> [WORK TASK]: Go through the records below and return each line that has "usize" in it.

Saved data entries
:::
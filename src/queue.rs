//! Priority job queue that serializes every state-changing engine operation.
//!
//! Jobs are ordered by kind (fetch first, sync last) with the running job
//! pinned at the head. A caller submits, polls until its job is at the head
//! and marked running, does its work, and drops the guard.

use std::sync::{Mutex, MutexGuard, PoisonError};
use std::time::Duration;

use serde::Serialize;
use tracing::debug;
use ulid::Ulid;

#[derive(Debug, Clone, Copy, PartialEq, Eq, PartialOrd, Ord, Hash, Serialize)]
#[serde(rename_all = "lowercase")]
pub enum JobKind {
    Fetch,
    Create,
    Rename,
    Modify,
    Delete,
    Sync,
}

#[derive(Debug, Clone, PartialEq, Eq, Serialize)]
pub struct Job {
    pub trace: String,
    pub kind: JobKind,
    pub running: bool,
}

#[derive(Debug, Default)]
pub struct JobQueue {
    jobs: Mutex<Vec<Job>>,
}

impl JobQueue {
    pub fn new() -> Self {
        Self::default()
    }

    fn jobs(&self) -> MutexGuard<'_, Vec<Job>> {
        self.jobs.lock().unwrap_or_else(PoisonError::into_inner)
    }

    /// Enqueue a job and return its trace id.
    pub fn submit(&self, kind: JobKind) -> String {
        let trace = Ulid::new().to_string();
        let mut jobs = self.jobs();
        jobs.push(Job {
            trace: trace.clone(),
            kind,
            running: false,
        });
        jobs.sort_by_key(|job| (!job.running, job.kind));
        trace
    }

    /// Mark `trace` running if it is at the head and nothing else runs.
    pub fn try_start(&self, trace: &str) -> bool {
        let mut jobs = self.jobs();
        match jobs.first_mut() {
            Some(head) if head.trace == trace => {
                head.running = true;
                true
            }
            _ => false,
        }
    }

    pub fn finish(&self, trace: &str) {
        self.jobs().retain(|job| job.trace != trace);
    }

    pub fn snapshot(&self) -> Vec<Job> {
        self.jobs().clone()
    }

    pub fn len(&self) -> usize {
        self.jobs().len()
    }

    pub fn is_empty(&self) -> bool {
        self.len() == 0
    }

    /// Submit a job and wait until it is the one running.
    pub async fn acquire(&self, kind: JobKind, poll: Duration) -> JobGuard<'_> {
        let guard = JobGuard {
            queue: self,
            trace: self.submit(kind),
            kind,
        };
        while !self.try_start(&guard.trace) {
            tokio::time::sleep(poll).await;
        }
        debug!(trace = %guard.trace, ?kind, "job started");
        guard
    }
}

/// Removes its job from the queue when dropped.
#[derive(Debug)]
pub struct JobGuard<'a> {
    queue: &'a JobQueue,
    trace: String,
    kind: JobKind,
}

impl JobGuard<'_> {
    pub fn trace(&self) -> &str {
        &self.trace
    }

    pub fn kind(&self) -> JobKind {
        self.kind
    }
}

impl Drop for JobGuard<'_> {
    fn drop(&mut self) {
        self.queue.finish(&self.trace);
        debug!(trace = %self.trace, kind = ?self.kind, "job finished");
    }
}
:::
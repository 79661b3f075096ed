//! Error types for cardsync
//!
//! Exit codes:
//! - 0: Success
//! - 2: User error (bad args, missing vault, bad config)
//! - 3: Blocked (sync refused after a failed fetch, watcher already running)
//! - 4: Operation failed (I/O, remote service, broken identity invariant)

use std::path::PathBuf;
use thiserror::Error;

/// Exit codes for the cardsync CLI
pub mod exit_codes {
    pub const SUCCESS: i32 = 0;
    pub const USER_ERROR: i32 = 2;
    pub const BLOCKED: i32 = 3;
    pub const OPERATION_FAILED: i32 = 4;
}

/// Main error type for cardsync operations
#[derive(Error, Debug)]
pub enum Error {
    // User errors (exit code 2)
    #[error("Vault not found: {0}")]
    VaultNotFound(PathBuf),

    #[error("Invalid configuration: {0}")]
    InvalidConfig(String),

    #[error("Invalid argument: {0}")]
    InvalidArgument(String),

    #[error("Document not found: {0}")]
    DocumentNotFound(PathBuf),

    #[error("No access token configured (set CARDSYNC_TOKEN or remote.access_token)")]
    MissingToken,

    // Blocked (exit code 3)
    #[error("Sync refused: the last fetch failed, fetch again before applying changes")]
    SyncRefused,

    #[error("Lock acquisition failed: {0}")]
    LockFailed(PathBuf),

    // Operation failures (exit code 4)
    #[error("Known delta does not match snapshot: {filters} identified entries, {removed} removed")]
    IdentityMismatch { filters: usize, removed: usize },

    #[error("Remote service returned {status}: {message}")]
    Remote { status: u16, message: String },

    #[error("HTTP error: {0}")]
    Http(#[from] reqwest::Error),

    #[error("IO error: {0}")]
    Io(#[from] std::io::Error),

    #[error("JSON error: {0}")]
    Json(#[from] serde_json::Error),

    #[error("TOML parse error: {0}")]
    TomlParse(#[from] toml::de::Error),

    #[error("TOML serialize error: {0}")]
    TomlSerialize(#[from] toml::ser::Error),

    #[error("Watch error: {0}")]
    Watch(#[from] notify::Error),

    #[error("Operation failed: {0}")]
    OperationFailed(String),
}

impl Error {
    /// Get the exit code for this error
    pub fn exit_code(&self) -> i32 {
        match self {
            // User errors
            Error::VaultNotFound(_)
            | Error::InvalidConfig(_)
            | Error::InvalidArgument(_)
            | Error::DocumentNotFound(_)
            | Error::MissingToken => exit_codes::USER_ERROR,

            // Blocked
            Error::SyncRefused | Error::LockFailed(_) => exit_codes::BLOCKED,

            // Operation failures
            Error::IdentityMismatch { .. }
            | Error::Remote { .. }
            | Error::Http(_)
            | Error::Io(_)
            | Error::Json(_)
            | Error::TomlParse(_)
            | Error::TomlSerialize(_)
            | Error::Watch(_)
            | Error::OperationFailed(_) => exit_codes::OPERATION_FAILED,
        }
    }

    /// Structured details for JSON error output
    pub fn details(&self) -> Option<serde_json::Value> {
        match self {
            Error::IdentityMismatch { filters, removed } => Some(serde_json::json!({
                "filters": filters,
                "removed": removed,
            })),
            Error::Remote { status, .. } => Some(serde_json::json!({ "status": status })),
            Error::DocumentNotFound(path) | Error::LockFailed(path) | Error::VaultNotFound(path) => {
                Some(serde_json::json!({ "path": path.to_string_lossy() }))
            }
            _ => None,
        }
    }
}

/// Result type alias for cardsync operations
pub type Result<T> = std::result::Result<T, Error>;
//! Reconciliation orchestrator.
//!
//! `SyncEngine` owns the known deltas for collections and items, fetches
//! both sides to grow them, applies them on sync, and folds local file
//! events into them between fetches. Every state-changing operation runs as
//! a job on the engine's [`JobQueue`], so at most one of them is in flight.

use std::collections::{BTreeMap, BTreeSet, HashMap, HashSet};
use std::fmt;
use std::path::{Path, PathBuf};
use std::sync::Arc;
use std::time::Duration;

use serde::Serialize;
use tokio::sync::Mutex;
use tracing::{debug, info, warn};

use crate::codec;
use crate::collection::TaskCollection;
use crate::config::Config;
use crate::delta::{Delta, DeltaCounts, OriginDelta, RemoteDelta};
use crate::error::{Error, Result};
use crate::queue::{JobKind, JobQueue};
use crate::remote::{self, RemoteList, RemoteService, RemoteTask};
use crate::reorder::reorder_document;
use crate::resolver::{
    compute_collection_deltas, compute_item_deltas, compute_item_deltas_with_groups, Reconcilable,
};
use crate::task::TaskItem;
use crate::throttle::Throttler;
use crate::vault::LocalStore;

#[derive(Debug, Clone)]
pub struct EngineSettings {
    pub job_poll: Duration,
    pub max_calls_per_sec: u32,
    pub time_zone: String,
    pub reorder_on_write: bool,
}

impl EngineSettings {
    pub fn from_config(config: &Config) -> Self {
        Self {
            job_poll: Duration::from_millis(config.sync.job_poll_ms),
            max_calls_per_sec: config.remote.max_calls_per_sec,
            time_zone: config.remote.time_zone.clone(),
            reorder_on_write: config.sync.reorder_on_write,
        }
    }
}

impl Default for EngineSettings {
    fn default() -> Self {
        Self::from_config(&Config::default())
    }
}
:::
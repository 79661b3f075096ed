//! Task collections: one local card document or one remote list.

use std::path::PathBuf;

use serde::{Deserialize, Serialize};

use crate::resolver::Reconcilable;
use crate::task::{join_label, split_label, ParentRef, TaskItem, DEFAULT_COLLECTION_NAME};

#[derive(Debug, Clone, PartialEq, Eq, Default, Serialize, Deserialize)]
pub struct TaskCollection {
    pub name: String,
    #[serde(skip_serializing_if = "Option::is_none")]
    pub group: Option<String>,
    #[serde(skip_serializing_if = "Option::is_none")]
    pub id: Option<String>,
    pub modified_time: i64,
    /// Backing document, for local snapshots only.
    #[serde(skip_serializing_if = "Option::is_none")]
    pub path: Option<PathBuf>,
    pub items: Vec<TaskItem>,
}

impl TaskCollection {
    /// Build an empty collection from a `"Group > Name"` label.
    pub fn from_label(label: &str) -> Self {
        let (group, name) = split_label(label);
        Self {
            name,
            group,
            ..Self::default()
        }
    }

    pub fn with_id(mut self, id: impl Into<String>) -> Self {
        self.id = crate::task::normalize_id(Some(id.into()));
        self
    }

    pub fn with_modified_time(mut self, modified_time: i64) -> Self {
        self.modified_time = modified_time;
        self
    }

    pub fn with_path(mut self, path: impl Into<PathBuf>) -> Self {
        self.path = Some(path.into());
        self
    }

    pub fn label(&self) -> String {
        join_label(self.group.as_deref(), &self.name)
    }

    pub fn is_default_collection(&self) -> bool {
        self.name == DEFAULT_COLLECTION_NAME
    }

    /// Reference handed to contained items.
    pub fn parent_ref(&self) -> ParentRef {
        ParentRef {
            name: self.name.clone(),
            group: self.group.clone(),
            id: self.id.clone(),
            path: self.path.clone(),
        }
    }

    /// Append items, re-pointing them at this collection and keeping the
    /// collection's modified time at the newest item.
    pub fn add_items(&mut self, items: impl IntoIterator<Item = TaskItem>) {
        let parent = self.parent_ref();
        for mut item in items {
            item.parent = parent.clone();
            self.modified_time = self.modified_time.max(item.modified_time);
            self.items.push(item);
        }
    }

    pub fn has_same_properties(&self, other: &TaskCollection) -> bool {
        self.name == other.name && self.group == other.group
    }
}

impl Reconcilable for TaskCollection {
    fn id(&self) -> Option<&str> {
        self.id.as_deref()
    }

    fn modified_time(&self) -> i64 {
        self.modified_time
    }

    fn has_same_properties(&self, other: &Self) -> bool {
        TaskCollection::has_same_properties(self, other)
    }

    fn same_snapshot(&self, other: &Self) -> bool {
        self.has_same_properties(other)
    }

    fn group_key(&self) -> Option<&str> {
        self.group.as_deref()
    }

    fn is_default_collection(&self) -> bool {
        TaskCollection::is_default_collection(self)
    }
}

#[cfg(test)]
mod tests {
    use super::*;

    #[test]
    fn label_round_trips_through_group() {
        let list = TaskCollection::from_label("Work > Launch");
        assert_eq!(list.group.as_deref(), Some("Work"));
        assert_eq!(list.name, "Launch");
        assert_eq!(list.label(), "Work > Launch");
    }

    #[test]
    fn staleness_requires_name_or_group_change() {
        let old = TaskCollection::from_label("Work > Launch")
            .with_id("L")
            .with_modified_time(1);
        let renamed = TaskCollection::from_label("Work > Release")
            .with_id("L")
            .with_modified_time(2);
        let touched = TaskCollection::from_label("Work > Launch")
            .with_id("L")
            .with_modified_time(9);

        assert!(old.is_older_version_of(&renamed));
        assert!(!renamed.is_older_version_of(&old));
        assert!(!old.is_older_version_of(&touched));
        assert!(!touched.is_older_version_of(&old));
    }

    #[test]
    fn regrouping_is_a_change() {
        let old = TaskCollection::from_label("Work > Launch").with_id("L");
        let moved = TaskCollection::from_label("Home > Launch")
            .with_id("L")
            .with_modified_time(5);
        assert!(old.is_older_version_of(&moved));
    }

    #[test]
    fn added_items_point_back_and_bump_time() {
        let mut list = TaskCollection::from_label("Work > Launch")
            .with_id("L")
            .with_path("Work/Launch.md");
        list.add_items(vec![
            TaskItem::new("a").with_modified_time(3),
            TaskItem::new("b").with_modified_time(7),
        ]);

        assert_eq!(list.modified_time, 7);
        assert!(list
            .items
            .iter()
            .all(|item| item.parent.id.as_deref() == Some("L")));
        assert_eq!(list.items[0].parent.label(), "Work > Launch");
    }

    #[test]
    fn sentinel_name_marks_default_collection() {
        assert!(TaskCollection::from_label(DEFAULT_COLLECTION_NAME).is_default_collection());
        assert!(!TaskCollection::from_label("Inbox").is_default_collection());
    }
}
:::
> [SOLUTION FOR THIS PROBLEM]:
    pub fn len(&self) -> usize {
    IdentityMismatch { filters: usize, removed: usize },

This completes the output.